▶ Exercise brief: Filter the listing below, keeping every line that holds "MockDevice".

▶ Records:
impl Steps {
    fn new(ins: InstructionCode, path: &BIP32Path) -> Result<Self, BuildError> {
        let ins = ins.code();
        let frames = vec![Frame::new(CLA, ins, 0x00, 0x00, path.serialize())?];
        Ok(Steps { ins, frames })
    }

    fn next_step(&self) -> u8 {
        // every step but the calldata ones adds one frame
        self.frames.last().map_or(0, |f| f.p1() + 1)
    }

    fn push(&mut self, payload: Vec<u8>) -> Result<&mut Self, BuildError> {
        let frame = Frame::new(CLA, self.ins, self.next_step(), 0x00, payload)?;
        self.frames.push(frame);
        Ok(self)
    }

    fn push_felts(&mut self, felts: &[FieldElement]) -> Result<&mut Self, BuildError> {
        self.push(felts_payload(felts))
    }

    /// `FELTS_PER_FRAME` elements per frame, all frames sharing `p1`
    fn push_chunked(
        &mut self,
        p1: u8,
        felts: &[FieldElement],
        p2_first: u8,
        p2_next: u8,
    ) -> Result<&mut Self, BuildError> {
        let bytes = felts_payload(felts);
        for (idx, chunk) in chunkify(&bytes, FELTS_PER_FRAME * FELT_LEN)
            .into_iter()
            .enumerate()
        {
            let p2 = if idx == 0 { p2_first } else { p2_next };
            let frame = Frame::new(CLA, self.ins, p1, p2, chunk.payload.to_vec())?;
            self.frames.push(frame);
        }
        Ok(self)
    }

    /// Calls count, then each call: first frame flagged new, the rest continued
    fn push_calls(&mut self, calls: &[Call]) -> Result<&mut Self, BuildError> {
        self.push_felts(&[FieldElement::from(calls.len() as u64)])?;
        let p1 = self.next_step();
        for call in calls {
            self.push_chunked(p1, &call.felts(), P2_CALL_NEW, P2_CALL_ADD)?;
        }
        Ok(self)
    }

    /// Calldata length, then the calldata itself (an empty frame if there is none)
    fn push_constructor_calldata(&mut self, calldata: &[FieldElement]) -> Result<&mut Self, BuildError> {
        self.push_felts(&[FieldElement::from(calldata.len() as u64)])?;
        let p1 = self.next_step();
        self.push_chunked(p1, calldata, 0x00, 0x00)
    }

    fn finish(&mut self) -> Vec<Frame> {
        std::mem::take(&mut self.frames)
    }
}

fn invoke_v3(path: &BIP32Path, tx: &InvokeV3) -> Result<Vec<Frame>, BuildError> {
    require_empty("paymaster data", &tx.paymaster_data)?;
    require_empty("account deployment data", &tx.account_deployment_data)?;

    let mut fields = Vec::with_capacity(7 * FELT_LEN);
    fields.extend(tx.sender_address.to_bytes_be());
    fields.extend(tx.tip.to_bytes_be());
    fields.extend(tx.resource_bounds.l1_gas_bytes());
    fields.extend(tx.resource_bounds.l2_gas_bytes());
    fields.extend(felts_payload(&[tx.chain_id, tx.nonce, tx.data_availability_mode]));

    Ok(Steps::new(InstructionCode::SignInvokeV3, path)?
        .push(fields)?
        .push(Vec::new())?
        .push(Vec::new())?
        .push_calls(&tx.calls)?
        .finish())
}

fn invoke_v1(path: &BIP32Path, tx: &InvokeV1) -> Result<Vec<Frame>, BuildError> {
    Ok(Steps::new(InstructionCode::SignInvokeV1, path)?
        .push_felts(&[tx.sender_address, tx.max_fee, tx.chain_id, tx.nonce])?
        .push_calls(&tx.calls)?
        .finish())
}

fn deploy_account_v3(path: &BIP32Path, tx: &DeployAccountV3) -> Result<Vec<Frame>, BuildError> {
    require_empty("paymaster data", &tx.paymaster_data)?;

    let mut fees = Vec::with_capacity(3 * FELT_LEN);
    fees.extend(tx.tip.to_bytes_be());
    fees.extend(tx.resource_bounds.l1_gas_bytes());
    fees.extend(tx.resource_bounds.l2_gas_bytes());

    Ok(Steps::new(InstructionCode::SignDeployAccountV3, path)?
        .push_felts(&[
            tx.contract_address,
            tx.chain_id,
            tx.nonce,
            tx.data_availability_mode,
            tx.class_hash,
            tx.contract_address_salt,
        ])?
        .push(fees)?
        .push(Vec::new())?
        .push_constructor_calldata(&tx.constructor_calldata)?
        .finish())
}

fn deploy_account_v1(path: &BIP32Path, tx: &DeployAccountV1) -> Result<Vec<Frame>, BuildError> {
    Ok(Steps::new(InstructionCode::SignDeployAccountV1, path)?
        .push_felts(&[
            tx.contract_address,
            tx.class_hash,
            tx.contract_address_salt,
            tx.max_fee,
            tx.chain_id,
            tx.nonce,
        ])?
        .push_felts(&[tx.max_fee])?
        .push_constructor_calldata(&tx.constructor_calldata)?
        .finish())
}

/// Account transaction frames (V2 app).
///
/// p1 numbers the steps: the derivation path first, then the transaction
/// fields, fees and data lists for the kind, then the calls or the
/// constructor calldata. Calls and calldata are sent seven elements per
/// frame, every frame of a list sharing the list's step number.
pub fn sign_account_tx(path: &BIP32Path, tx: &AccountTransaction) -> Result<Vec<Frame>, BuildError> {
    match tx {
        AccountTransaction::InvokeV3(tx) => invoke_v3(path, tx),
        AccountTransaction::InvokeV1(tx) => invoke_v1(path, tx),
        AccountTransaction::DeployAccountV3(tx) => deploy_account_v3(path, tx),
        AccountTransaction::DeployAccountV1(tx) => deploy_account_v1(path, tx),
    }
}

/// Pedersen hash of two elements (V1 app)
pub fn pedersen(
    a: &FieldElement,
    b: &FieldElement,
    count: u8,
    variant: u8,
) -> Result<Frame, BuildError> {
    Frame::new(
        CLA_V1,
        InstructionCode::PedersenHash.code(),
        count,
        variant,
        felts_payload([a, b]),
    )
}

/// Poseidon hash input (V2 app)
#[derive(Debug, Clone, PartialEq, Eq)]
pub enum PoseidonInput {
    /// Hash of a single element
    Single(FieldElement),
    /// Hash of a pair of elements
    Pair(FieldElement, FieldElement),
}

/// Poseidon hash request (V2 app)
pub fn poseidon(input: &PoseidonInput) -> Result<Frame, BuildError> {
    let (p1, payload) = match input {
        PoseidonInput::Single(x) => (0x00, felts_payload([x])),
        PoseidonInput::Pair(x, y) => (0x01, felts_payload([x, y])),
    };
    Frame::new(
        CLA,
        InstructionCode::PoseidonHash.code(),
        p1,
        0x00,
        payload,
    )
}
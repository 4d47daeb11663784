/*******************************************************************************
*   (c) 2020 ZondaX GmbH
*
*  Licensed under the Apache License, Version 2.0 (the "License");
*  you may not use this file except in compliance with the License.
*  You may obtain a copy of the License at
*
*      http://www.apache.org/licenses/LICENSE-2.0
*
*  Unless required by applicable law or agreed to in writing, software
*  distributed under the License is distributed on an "AS IS" BASIS,
*  WITHOUT WARRANTIES OR CONDITIONS OF ANY KIND, either express or implied.
*  See the License for the specific language governing permissions and
*  limitations under the License.
********************************************************************************/
//! Support library for Starknet Ledger Nano S/X apps

#![deny(warnings, trivial_casts, trivial_numeric_casts)]
#![deny(unused_import_braces, unused_qualifications)]
#![deny(missing_docs)]
#![doc(html_root_url = "https://docs.rs/ledger-starknet/0.3.0")]

use std::fmt::{Debug, Display};

use ledger_transport::Exchange;
use ledger_zondax_generic::{App, AppExt, DeviceInfo, LedgerAppError};
use log::debug;

pub mod account_tx;
pub mod chunk;
pub mod codec;
mod config;
mod errors;
pub mod exchange;
pub mod frame;
pub mod params;
mod path;
pub mod response;
pub mod transaction;

pub use account_tx::{
    selector_from_name, AccountTransaction, Call, DeployAccountV1, DeployAccountV3, InvokeV1,
    InvokeV3, ResourceBound, ResourceBounds,
};
pub use config::Config;
pub use errors::{BuildError, DecodeError, DeviceError, Error, Operation, PathError};
pub use exchange::{ExchangeController, ExchangeState, PendingExchange, PendingResponse, Reply};
pub use frame::{Frame, PoseidonInput};
pub use params::ProtocolVersion;
pub use path::BIP32Path;
pub use response::{AppInfo, DecodeMode, PublicKey, Signature, TxSignature, Version};
pub use transaction::{CallDataEntry, FieldElement, Transaction};

use params::{InstructionCode, CLA};

/// Starknet App
pub struct StarknetApp<E> {
    controller: ExchangeController<E>,
    config: Config,
}

impl<E> App for StarknetApp<E> {
    const CLA: u8 = CLA;
}

impl<E> StarknetApp<E>
where
    E: Exchange + Send + Sync + 'static,
    E::Error: Display + Debug + Send + 'static,
{
    /// Connect to the Ledger App with the default configuration
    pub fn new(transport: E) -> Self {
        Self::with_config(transport, Config::default())
    }

    /// Connect to the Ledger App
    pub fn with_config(transport: E, config: Config) -> Self {
        let controller = ExchangeController::new(transport, config.protocol)
            .with_request_timeout(config.request_timeout())
            .with_user_timeout(config.user_timeout());
        StarknetApp { controller, config }
    }

    /// Active configuration
    pub fn config(&self) -> &Config {
        &self.config
    }

    /// Underlying exchange controller
    pub fn controller(&self) -> &ExchangeController<E> {
        &self.controller
    }

    fn require(&self, ins: InstructionCode, operation: Operation) -> Result<(), Error<E::Error>> {
        let protocol = self.config.protocol;
        if protocol.supports(ins) {
            Ok(())
        } else {
            Err(Error::Unsupported {
                operation,
                protocol,
            })
        }
    }

    /// Retrieve the device firmware information (platform command)
    pub async fn device_info(&self) -> Result<DeviceInfo, LedgerAppError<E::Error>>
    where
        E::Error: std::error::Error,
    {
        let link = self.controller.acquire().await;
        Self::get_device_info(&*link).await
    }

    /// Retrieve the name and version of the running app
    pub async fn app_and_version(&self) -> Result<AppInfo, Error<E::Error>> {
        let operation = Operation::GetAppAndVersion;
        let reply = self
            .controller
            .send(operation, &frame::get_app_and_version())
            .await?;
        response::decode_app_and_version(&reply.data)
            .map_err(|source| Error::Decode { operation, source })
    }

    /// Retrieve the app version
    pub async fn version(&self) -> Result<Version, Error<E::Error>> {
        let operation = Operation::GetVersion;
        let reply = self
            .controller
            .send(operation, &frame::get_version(self.config.protocol))
            .await?;
        response::decode_version(&reply.data).map_err(|source| Error::Decode { operation, source })
    }

    /// Retrieves the public key without user confirmation
    pub async fn public_key(&self, path: &str) -> Result<PublicKey, Error<E::Error>> {
        let operation = Operation::GetPublicKey;
        let path: BIP32Path = path.parse()?;
        debug!("Requesting public key for {}", path);

        let command = frame::get_public_key(self.config.protocol, &path, false)?;
        let reply = self.controller.send(operation, &command).await?;
        response::decode_public_key(&reply.data)
            .map_err(|source| Error::Decode { operation, source })
    }

    /// Shows the public key on the device; resolves once the user confirms
    pub async fn public_key_with_confirmation(
        &self,
        path: &str,
    ) -> Result<PendingResponse<PublicKey, E::Error>, Error<E::Error>> {
        let operation = Operation::GetPublicKey;
        let path: BIP32Path = path.parse()?;
        debug!("Requesting confirmed public key for {}", path);

        let command = frame::get_public_key(self.config.protocol, &path, true)?;
        let pending = self.controller.send_async(operation, vec![command]).await?;
        Ok(PendingResponse::new(pending, response::decode_public_key))
    }

    /// Sign a hash; resolves once the user approves or denies it
    pub async fn sign_hash(
        &self,
        path: &str,
        hash: &[u8],
    ) -> Result<PendingResponse<Signature, E::Error>, Error<E::Error>> {
        let operation = Operation::SignHash;
        let path: BIP32Path = path.parse()?;
        debug!("Signing hash with {}", path);

        let frames = frame::sign_hash(self.config.protocol, &path, hash)?;
        let mode = self.config.signature_decoding;
        let pending = self.controller.send_async(operation, frames).await?;
        Ok(PendingResponse::new(pending, move |buf| {
            response::decode_signature(buf, mode)
        }))
    }

    /// Sign a legacy transaction envelope (V1 app); resolves once the user
    /// approves or denies it
    pub async fn sign_tx(
        &self,
        path: &str,
        tx: &Transaction,
    ) -> Result<PendingResponse<TxSignature, E::Error>, Error<E::Error>> {
        let operation = Operation::SignTx;
        self.require(InstructionCode::SignTx, operation)?;
        let path: BIP32Path = path.parse()?;

        let frames = frame::sign_tx(&path, tx)?;
        debug!(
            "Signing call to {} ({}) with {} in {} frames",
            tx.to,
            tx.selector,
            path,
            frames.len()
        );

        let mode = self.config.signature_decoding;
        let pending = self.controller.send_async(operation, frames).await?;
        Ok(PendingResponse::new(pending, move |buf| {
            response::decode_tx_signature(buf, mode)
        }))
    }

    /// Sign an Invoke or DeployAccount transaction (V2 app); resolves once
    /// the user approves or denies it
    pub async fn sign_transaction(
        &self,
        path: &str,
        tx: &AccountTransaction,
    ) -> Result<PendingResponse<TxSignature, E::Error>, Error<E::Error>> {
        let operation = tx.operation();
        self.require(tx.instruction(), operation)?;
        let path: BIP32Path = path.parse()?;

        let frames = frame::sign_account_tx(&path, tx)?;
        debug!("{} with {} in {} frames", operation, path, frames.len());

        let mode = self.config.signature_decoding;
        let pending = self.controller.send_async(operation, frames).await?;
        Ok(PendingResponse::new(pending, move |buf| {
            response::decode_tx_signature(buf, mode)
        }))
    }

    /// Pedersen hash of two elements, computed on the device
    pub async fn compute_pedersen(
        &self,
        a: &FieldElement,
        b: &FieldElement,
        count: u8,
        variant: u8,
    ) -> Result<FieldElement, Error<E::Error>> {
        let operation = Operation::PedersenHash;
        self.require(InstructionCode::PedersenHash, operation)?;

        let command = frame::pedersen(a, b, count, variant)?;
        let reply = self.controller.send(operation, &command).await?;
        response::decode_field_hash(&reply.data)
            .map_err(|source| Error::Decode { operation, source })
    }

    /// Poseidon hash of one or two elements, computed on the device
    pub async fn compute_poseidon(
        &self,
        input: &PoseidonInput,
    ) -> Result<FieldElement, Error<E::Error>> {
        let operation = Operation::PoseidonHash;
        self.require(InstructionCode::PoseidonHash, operation)?;

        let command = frame::poseidon(input)?;
        let reply = self.controller.send(operation, &command).await?;
        response::decode_field_hash(&reply.data)
            .map_err(|source| Error::Decode { operation, source })
    }
}
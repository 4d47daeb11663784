/*******************************************************************************
*   (c) 2020 ZondaX GmbH
*
*  Licensed under the Apache License, Version 2.0 (the "License");
*  you may not use this file except in compliance with the License.
*  You may obtain a copy of the License at
*
*      http://www.apache.org/licenses/LICENSE-2.0
*
*  Unless required by applicable law or agreed to in writing, software
*  distributed under the License is distributed on an "AS IS" BASIS,
*  WITHOUT WARRANTIES OR CONDITIONS OF ANY KIND, either express or implied.
*  See the License for the specific language governing permissions and
*  limitations under the License.
********************************************************************************/
// Scripted in-memory device

use std::collections::VecDeque;
use std::ops::Deref;
use std::str::FromStr;
use std::sync::{Arc, Mutex};

use async_trait::async_trait;
use ledger_transport::{APDUAnswer, APDUCommand, Exchange};
use log::LevelFilter;
use simplelog::SimpleLogger;
use tokio::sync::Notify;

pub fn setup_logging() {
    let log_level = match std::env::var("LOG_LEVEL").map(|v| LevelFilter::from_str(&v)) {
        Ok(Ok(l)) => l,
        _ => LevelFilter::Debug,
    };
    let _ = SimpleLogger::init(log_level, simplelog::Config::default());
}

#[derive(Debug, thiserror::Error)]
#[error("mock transport: {0}")]
pub struct MockError(&'static str);

struct Step {
    needs_user: bool,
    answer: Vec<u8>,
}

#[derive(Default)]
struct State {
    script: Mutex<VecDeque<Step>>,
    sent: Mutex<Vec<Vec<u8>>>,
    user: Notify,
}

/// Answers frames from a script, recording everything it receives
#[derive(Clone, Default)]
pub struct MockDevice(Arc<State>);

impl MockDevice {
    fn push(self, needs_user: bool, answer: &str) -> Self {
        let answer = hex::decode(answer).expect("invalid hex in script");
        self.0
            .script
            .lock()
            .unwrap()
            .push_back(Step { needs_user, answer });
        self
    }

    /// Queue an answer (payload and status word, hex)
    pub fn reply(self, answer: &str) -> Self {
        self.push(false, answer)
    }

    /// Queue an answer only released by [`MockDevice::approve`]
    pub fn reply_after_user(self, answer: &str) -> Self {
        self.push(true, answer)
    }

    /// Press the button
    pub fn approve(&self) {
        self.0.user.notify_one();
    }

    /// Frames received so far, hex encoded
    pub fn sent(&self) -> Vec<String> {
        self.0.sent.lock().unwrap().iter().map(hex::encode).collect()
    }
}

#[async_trait]
impl Exchange for MockDevice {
    type Error = MockError;
    type AnswerType = Vec<u8>;

    async fn exchange<I>(
        &self,
        command: &APDUCommand<I>,
    ) -> Result<APDUAnswer<Self::AnswerType>, Self::Error>
    where
        I: Deref<Target = [u8]> + Send + Sync,
    {
        let mut raw = vec![
            command.cla,
            command.ins,
            command.p1,
            command.p2,
            command.data.len() as u8,
        ];
        raw.extend_from_slice(&command.data);
        self.0.sent.lock().unwrap().push(raw);

        let step = self.0.script.lock().unwrap().pop_front();
        let step = step.ok_or(MockError("script exhausted"))?;
        if step.needs_user {
            self.0.user.notified().await;
        }

        APDUAnswer::from_answer(step.answer).map_err(|_| MockError("answer too short"))
    }
}
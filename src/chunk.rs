/*******************************************************************************
*   (c) 2020 ZondaX GmbH
*
*  Licensed under the Apache License, Version 2.0 (the "License");
*  you may not use this file except in compliance with the License.
*  You may obtain a copy of the License at
*
*      http://www.apache.org/licenses/LICENSE-2.0
*
*  Unless required by applicable law or agreed to in writing, software
*  distributed under the License is distributed on an "AS IS" BASIS,
*  WITHOUT WARRANTIES OR CONDITIONS OF ANY KIND, either express or implied.
*  See the License for the specific language governing permissions and
*  limitations under the License.
********************************************************************************/
//! Splitting of payloads into ordered, final-tagged chunks

use crate::errors::BuildError;
use crate::frame::Frame;
use crate::params::{P2_LAST, P2_MORE};

/// Most frames a sequence can hold: p1 is a single byte
pub const MAX_SEQUENCE_LEN: usize = u8::MAX as usize + 1;

/// One piece of a larger payload
#[derive(Debug, Clone, Copy, PartialEq, Eq)]
pub struct Chunk<'a> {
    /// Set on the last chunk only
    pub is_final: bool,
    /// Piece of the original buffer
    pub payload: &'a [u8],
}

/// Split `data` in pieces of at most `chunk_len` bytes.
///
/// Exactly one chunk, the last one, is final. An empty buffer gives a single
/// empty final chunk. A `chunk_len` of zero is treated as one.
pub fn chunkify(data: &[u8], chunk_len: usize) -> Vec<Chunk<'_>> {
    let chunk_len = chunk_len.max(1);

    if data.len() <= chunk_len {
        return vec![Chunk {
            is_final: true,
            payload: data,
        }];
    }

    let count = (data.len() + chunk_len - 1) / chunk_len;
    data.chunks(chunk_len)
        .enumerate()
        .map(|(idx, payload)| Chunk {
            is_final: idx + 1 == count,
            payload,
        })
        .collect()
}

/// Turn payload segments into sequence-numbered frames, one per segment.
///
/// Segments are never split: the device parses each frame as one field of
/// the envelope. Frame `i` carries `p1 = i`; every frame but the last one
/// carries the more-data flag in p2.
pub fn sequence_frames(cla: u8, ins: u8, segments: &[Vec<u8>]) -> Result<Vec<Frame>, BuildError> {
    if segments.len() > MAX_SEQUENCE_LEN {
        return Err(BuildError::TooManyFrames(segments.len()));
    }

    let last = segments.len().saturating_sub(1);
    segments
        .iter()
        .enumerate()
        .map(|(idx, segment)| {
            let p2 = if idx == last { P2_LAST } else { P2_MORE };
            Frame::new(cla, ins, idx as u8, p2, segment.clone())
        })
        .collect()
}
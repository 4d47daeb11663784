/*******************************************************************************
*   (c) 2020 ZondaX GmbH
*
*  Licensed under the Apache License, Version 2.0 (the "License");
*  you may not use this file except in compliance with the License.
*  You may obtain a copy of the License at
*
*      http://www.apache.org/licenses/LICENSE-2.0
*
*  Unless required by applicable law or agreed to in writing, software
*  distributed under the License is distributed on an "AS IS" BASIS,
*  WITHOUT WARRANTIES OR CONDITIONS OF ANY KIND, either express or implied.
*  See the License for the specific language governing permissions and
*  limitations under the License.
********************************************************************************/
//! BIP32 derivation paths: parsing from text and big-endian serialization
//!
//! ```
//! use ledger_starknet::BIP32Path;
//!
//! let path: BIP32Path = "m/44'/0'/0'".parse().unwrap();
//! assert_eq!(path.serialize(), vec![0x80, 0, 0, 0x2c, 0x80, 0, 0, 0, 0x80, 0, 0, 0]);
//! ```

use std::{fmt, str::FromStr};

use crate::codec::encode_u32_be;
use crate::errors::PathError;
use crate::params::BIP32_HARDENED;

/// BIP32 Path
#[derive(Debug, Clone, PartialEq, Eq)]
pub struct BIP32Path {
    segments: Vec<u32>,
}

impl BIP32Path {
    /// Build a path from raw segment values (hardened bit included)
    pub fn from_segments(segments: Vec<u32>) -> Self {
        BIP32Path { segments }
    }

    /// Segment values, hardened bit included
    pub fn segments(&self) -> &[u32] {
        &self.segments
    }

    /// Number of segments
    pub fn depth(&self) -> usize {
        self.segments.len()
    }

    /// Concatenated 4-byte big-endian segments
    pub fn serialize(&self) -> Vec<u8> {
        self.segments.iter().flat_map(|s| encode_u32_be(*s)).collect()
    }

    /// Segment count byte followed by the serialized segments
    pub fn serialize_with_count(&self) -> Vec<u8> {
        let mut out = Vec::with_capacity(1 + 4 * self.segments.len());
        out.push(self.segments.len() as u8);
        out.extend(self.serialize());
        out
    }
}

fn parse_segment(segment: &str) -> Result<u32, PathError> {
    let (digits, hardened) = match segment.strip_suffix('\'') {
        Some(d) => (d, true),
        None => (segment, false),
    };

    if digits.is_empty() || !digits.bytes().all(|b| b.is_ascii_digit()) {
        return Err(PathError::InvalidSegment(segment.to_owned()));
    }

    let value: u32 = digits
        .parse()
        .map_err(|_| PathError::OutOfRange(segment.to_owned()))?;

    if value & BIP32_HARDENED != 0 {
        return Err(PathError::OutOfRange(segment.to_owned()));
    }

    Ok(if hardened {
        value | BIP32_HARDENED
    } else {
        value
    })
}

impl FromStr for BIP32Path {
    type Err = PathError;

    fn from_str(s: &str) -> Result<Self, Self::Err> {
        if s.is_empty() {
            return Err(PathError::Empty);
        }

        let mut parts = s.split('/').peekable();
        if parts.peek() == Some(&"m") {
            parts.next();
        }

        let segments = parts.map(parse_segment).collect::<Result<Vec<_>, _>>()?;
        Ok(BIP32Path { segments })
    }
}

impl fmt::Display for BIP32Path {
    fn fmt(&self, f: &mut fmt::Formatter<'_>) -> fmt::Result {
        write!(f, "m")?;
        for s in &self.segments {
            if s & BIP32_HARDENED != 0 {
                write!(f, "/{}'", s & !BIP32_HARDENED)?;
            } else {
                write!(f, "/{}", s)?;
            }
        }
        Ok(())
    }
}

▶ Output:
pub struct MockDevice(Arc<State>);
impl MockDevice {
    /// Queue an answer only released by [`MockDevice::approve`]
impl Exchange for MockDevice {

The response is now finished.